Spats spats47 at ntlworld.com
Wed Nov 11 12:21:49 PST 2009


Hi Brad!

My answer to this had always been to colour code the edges of 78rpm 
sleeves with various coloured sticky tapes.

Let's say you have RED at the top of the sleeve to denote...I don't 
know, let's say a tenor player....an BLUE lower down to show that 
it's Ben Webster. So RED (top) and BLUE (bottom) = Ben Webster.

YELLOW at the top could mean a big-band and BLUE lower down could be, 
say,...Duke Ellington etc.

As you get more tenor-players you get into two colour combinations, 
even three colour combinations, but you list the code on one page of 
a book and you can find records within a minute or so this way!

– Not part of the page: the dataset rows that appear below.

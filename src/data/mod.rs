//! Numeric table containers.
//!
//! This module provides the [`NumericTable`] trait and its storage variants.
//!
//! # Overview
//!
//! Algorithms are written once against [`NumericTable`] and read or write
//! cells through typed blocks ([`BlockDescriptor`], [`BlockDescriptorMut`])
//! obtained from [`NumericTableExt`]. A block converts between the table's
//! element types and the requested type; when they already match and the
//! storage is contiguous, it borrows the table directly.
//!
//! # Storage Types
//!
//! - [`HomogenTable`]: row-major dense storage of one element type
//! - [`AosTable`]: array of fixed-size records with per-field types
//! - [`SoaTable`]: one typed array per column
//! - [`CsrTable`]: compressed sparse rows
//! - [`PackedTable`]: one triangle of a square matrix, triangular or symmetric
//!
//! Each table reports its [`StorageLayout`], so validators can reject a
//! layout with a [`LayoutMask`] test instead of a type check.

mod aos;
#[cfg(feature = "ndarray")]
mod array;
mod block;
mod csr;
mod dictionary;
mod homogen;
mod layout;
mod packed;
mod soa;
mod statistics;
mod table;
mod types;

pub use aos::AosTable;
pub use block::{AccessMode, BlockDescriptor, BlockDescriptorMut, BlockRegion};
pub use csr::{validate_csr, CsrBlock, CsrBlockMut, CsrIndexing, CsrTable};
pub use dictionary::{Dictionary, FeatureDescriptor, FeatureKind, SharedDictionary};
pub use homogen::HomogenTable;
pub use layout::{
    check_column, check_len, check_rows, packed_index, packed_len, packed_symmetric_index,
    row_range, LayoutMask, StorageLayout, StridedIter,
};
pub use packed::PackedTable;
pub use soa::SoaTable;
pub use statistics::{
    attach_basic_statistics, compute_basic_statistics, BasicStatistics, Parallelism,
    StatisticKind,
};
pub use table::{
    check_dictionary_len, ensure_allocated, MemoryFlags, MemoryStatus, NumericTable,
    NumericTableExt, NumericTablePtr, TableKind,
};
pub use types::{convert_slice, Scalar, ScalarSlice, ScalarSliceMut, ScalarType, ScalarVec};
/// Sparse table in compressed-row form with values of type `T`.
///
/// # Example
///
/// ```
/// use numeric_tables::data::{CsrIndexing, CsrTable, NumericTableExt};
///
/// // [1 0 2]
/// // [0 0 3]
/// let table = CsrTable::from_raw_parts(
///     vec![1.0f64, 2.0, 3.0],
///     vec![1, 3, 3],
///     vec![1, 3, 4],
///     3,
///     CsrIndexing::OneBased,
/// )
/// .unwrap();
/// assert_eq!(table.column_indices(), &[0, 2, 2]);
/// let dense = table.get_block_of_rows::<f64>(0, 2).unwrap();
/// assert_eq!(&*dense, &[1.0, 0.0, 2.0, 0.0, 0.0, 3.0]);
/// ```
#[derive(Debug)]
pub struct CsrTable<T: Scalar = f64> {
    values: Vec<T>,
    column_indices: Vec<usize>,
    row_offsets: Vec<usize>,
    num_columns: usize,
    status: MemoryStatus,
    dictionary: SharedDictionary,
    statistics: BasicStatistics,
}

// =============================================================================
// Constructors
// =============================================================================

impl<T: Scalar> CsrTable<T> {
    fn with_parts(
        values: Vec<T>,
        column_indices: Vec<usize>,
        row_offsets: Vec<usize>,
        num_columns: usize,
        status: MemoryStatus,
    ) -> Self {
        Self {
            values,
            column_indices,
            row_offsets,
            num_columns,
            status,
            dictionary: Dictionary::homogeneous(num_columns, T::TYPE).into(),
            statistics: BasicStatistics::default(),
        }
    }

    /// All-zero table with no stored cells.
    pub fn new(num_rows: usize, num_columns: usize) -> Result<Self, TableError> {
        let row_offsets = allocate::<usize>(num_rows.saturating_add(1))?;
        Ok(Self::with_parts(
            Vec::new(),
            Vec::new(),
            row_offsets,
            num_columns,
            MemoryStatus::InternallyAllocated,
        ))
    }

    /// Attach caller-provided CSR arrays.
    ///
    /// Arrays in [`CsrIndexing::OneBased`] form are rebased to zero. The
    /// structure is validated; the table is user-allocated, so writes that
    /// would insert new cells fail.
    pub fn from_raw_parts(
        values: Vec<T>,
        mut column_indices: Vec<usize>,
        mut row_offsets: Vec<usize>,
        num_columns: usize,
        indexing: CsrIndexing,
    ) -> Result<Self, TableError> {
        let base = indexing.base();
        if base > 0 {
            for v in column_indices.iter_mut().chain(row_offsets.iter_mut()) {
                *v = v.checked_sub(base).ok_or_else(|| {
                    TableError::InvalidCsr(format!("index 0 in {indexing:?} arrays"))
                })?;
            }
        }
        validate_csr(values.len(), &column_indices, &row_offsets, num_columns)?;
        debug!(
            num_rows = row_offsets.len() - 1,
            num_columns,
            nnz = values.len(),
            "attached csr arrays"
        );
        Ok(Self::with_parts(
            values,
            column_indices,
            row_offsets,
            num_columns,
            MemoryStatus::UserAllocated,
        ))
    }

    /// Take over attached storage, e.g. after decoding it from an archive.
    pub(crate) fn into_internal(mut self) -> Self {
        self.status = MemoryStatus::InternallyAllocated;
        self
    }

    /// Compress row-major dense data, storing values for which `include`
    /// returns true.
    pub fn from_dense_with_predicate<F>(
        data: &[T],
        num_rows: usize,
        num_columns: usize,
        include: F,
    ) -> Result<Self, TableError>
    where
        F: Fn(T) -> bool,
    {
        check_len(cell_count(num_rows, num_columns)?, data.len())?;
        let mut values = Vec::new();
        let mut column_indices = Vec::new();
        let offsets_len = num_rows
            .checked_add(1)
            .ok_or(TableError::AllocationFailed { bytes: usize::MAX })?;
        let mut row_offsets = allocate::<usize>(offsets_len)?;
        for row in 0..num_rows {
            let cells = &data[row * num_columns..(row + 1) * num_columns];
            for (col, &v) in cells.iter().enumerate() {
                if include(v) {
                    values.push(v);
                    column_indices.push(col);
                }
            }
            row_offsets[row + 1] = values.len();
        }
        Ok(Self::with_parts(
            values,
            column_indices,
            row_offsets,
            num_columns,
            MemoryStatus::InternallyAllocated,
        ))
    }

    /// Compress row-major dense data, dropping zeros.
    ///
    /// NaN values are stored.
    pub fn from_dense(data: &[T], num_rows: usize, num_columns: usize) -> Result<Self, TableError> {
        Self::from_dense_with_predicate(data, num_rows, num_columns, |v| v != T::default())
    }

    /// Compress any table, converting cells to `T`.
    pub fn from_table<N: NumericTable + ?Sized>(table: &N) -> Result<Self, TableError> {
        let block = table.get_block_of_rows::<T>(0, table.num_rows())?;
        Self::from_dense(&block, table.num_rows(), table.num_columns())
    }

    /// Export the arrays with the requested index base.
    pub fn to_raw_parts(&self, indexing: CsrIndexing) -> (Vec<T>, Vec<usize>, Vec<usize>) {
        let base = indexing.base();
        (
            self.values.clone(),
            self.column_indices.iter().map(|&c| c + base).collect(),
            self.row_offsets.iter().map(|&o| o + base).collect(),
        )
    }

    // =========================================================================
    // Accessors
    // =========================================================================

    /// Number of stored cells.
    #[inline]
    pub fn nnz(&self) -> usize {
        self.values.len()
    }

    /// Stored values, row by row.
    #[inline]
    pub fn values(&self) -> &[T] {
        &self.values
    }

    /// Stored values, mutably. The sparsity pattern cannot change this way.
    #[inline]
    pub fn values_mut(&mut self) -> &mut [T] {
        &mut self.values
    }

    /// Zero-based column index of each stored value.
    #[inline]
    pub fn column_indices(&self) -> &[usize] {
        &self.column_indices
    }

    /// Zero-based row offsets (`num_rows + 1` entries).
    #[inline]
    pub fn row_offsets(&self) -> &[usize] {
        &self.row_offsets
    }

    /// Iterate over `(column, value)` pairs of `row`.
    pub fn row(&self, row: usize) -> impl Iterator<Item = (usize, T)> + '_ {
        let span = self.row_span(row).unwrap_or(0..0);
        self.column_indices[span.clone()]
            .iter()
            .copied()
            .zip(self.values[span].iter().copied())
    }

    /// Cell `(row, col)`; zero if not stored, `None` if out of bounds.
    pub fn get(&self, row: usize, col: usize) -> Option<T> {
        if col >= self.num_columns {
            return None;
        }
        let span = self.row_span(row)?;
        Some(match self.column_indices[span.clone()].binary_search(&col) {
            Ok(k) => self.values[span.start + k],
            Err(_) => T::default(),
        })
    }

    #[inline]
    fn row_span(&self, row: usize) -> Option<Range<usize>> {
        Some(*self.row_offsets.get(row)?..*self.row_offsets.get(row + 1)?)
    }

    fn expand(&self, rows: Range<usize>) -> Result<Vec<T>, TableError> {
        let width = self.num_columns;
        let mut dense = allocate::<T>(cell_count(rows.len(), width)?)?;
        for (i, row) in rows.enumerate() {
            let out = &mut dense[i * width..(i + 1) * width];
            for (col, v) in self.row(row) {
                out[col] = v;
            }
        }
        Ok(dense)
    }

    // =========================================================================
    // Sparse blocks
    // =========================================================================

    /// Sparse view of rows `start..start + n` with values as `U`.
    ///
    /// Values are borrowed when `U` is the stored type. Row offsets are
    /// rebased so the block's first row starts at zero.
    pub fn get_sparse_block_of_rows<U: Scalar>(
        &self,
        start: usize,
        n: usize,
    ) -> Result<CsrBlock<'_, U>, TableError> {
        let rows = row_range(start, n, self.num_rows())?;
        let lo = self.row_offsets[rows.start];
        let hi = self.row_offsets[rows.end];
        let values = match U::unwrap(T::wrap(&self.values[lo..hi])) {
            Some(same) => Cow::Borrowed(same),
            None => {
                let mut converted = allocate::<U>(hi - lo)?;
                convert_slice(&self.values[lo..hi], &mut converted);
                Cow::Owned(converted)
            }
        };
        let row_offsets = self.row_offsets[rows.start..=rows.end]
            .iter()
            .map(|&o| o - lo)
            .collect();
        trace!(start, n, nnz = hi - lo, "sparse row block");
        Ok(CsrBlock {
            values,
            column_indices: &self.column_indices[lo..hi],
            row_offsets,
            start,
            num_columns: self.num_columns,
        })
    }

    /// Mutable view of the stored values of rows `start..start + n` as `U`.
    ///
    /// The sparsity pattern is fixed; `WriteOnly`/`ReadWrite` blocks write
    /// their values back on release or drop.
    pub fn get_sparse_block_of_rows_mut<U: Scalar>(
        &mut self,
        start: usize,
        n: usize,
        mode: AccessMode,
    ) -> Result<CsrBlockMut<'_, T, U>, TableError> {
        let rows = row_range(start, n, self.num_rows())?;
        let span = self.row_offsets[rows.start]..self.row_offsets[rows.end];
        let mut buffer = allocate::<U>(span.len())?;
        if mode.reads() {
            convert_slice(&self.values[span.clone()], &mut buffer);
        }
        Ok(CsrBlockMut {
            table: self,
            buffer,
            rows,
            span,
            mode,
            released: false,
        })
    }
}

So, to coin a phrase, 'get stuck in'! ;-)

Earl.

At 12:00 pm -0800 11/11/2009, 78-l-request at klickitat.78online.com wrote:
>When I started out, I was somewhere between a 'collector' and an 
>'accumulator'.  My collection had a center, a focus (pre-ww2 swing 
>and popular, with a side emphasis on classical).  As it, and my 
>musical tastes grew, it went more from a collection-accumulation' to 
>an 'archive'.  Things were sorted, jacketed, and somewhat organized. 
>That included the 45s and LPs as well as the 78s.
>
>However, the archive has grown steadily, and my time to work with it 
>has not.  So, now it is, sadly, unorganized, unsorted, and some 
>things are near impossible to get to.  I can still get to a majority 
>of things, but if I want to get to the section that has the Red 
>Onion Jazz Babies 78s or the section that has the 50s doo-wop 78s, I 
>need to shuffle other things around (material stored in the garage, 
>where the archive lives now).  I recently acquired a 5 drawer 
>lateral file cabinet for the 7-inch reels to be able to get them out 
>of the boxes that they have sat in for a couple of years.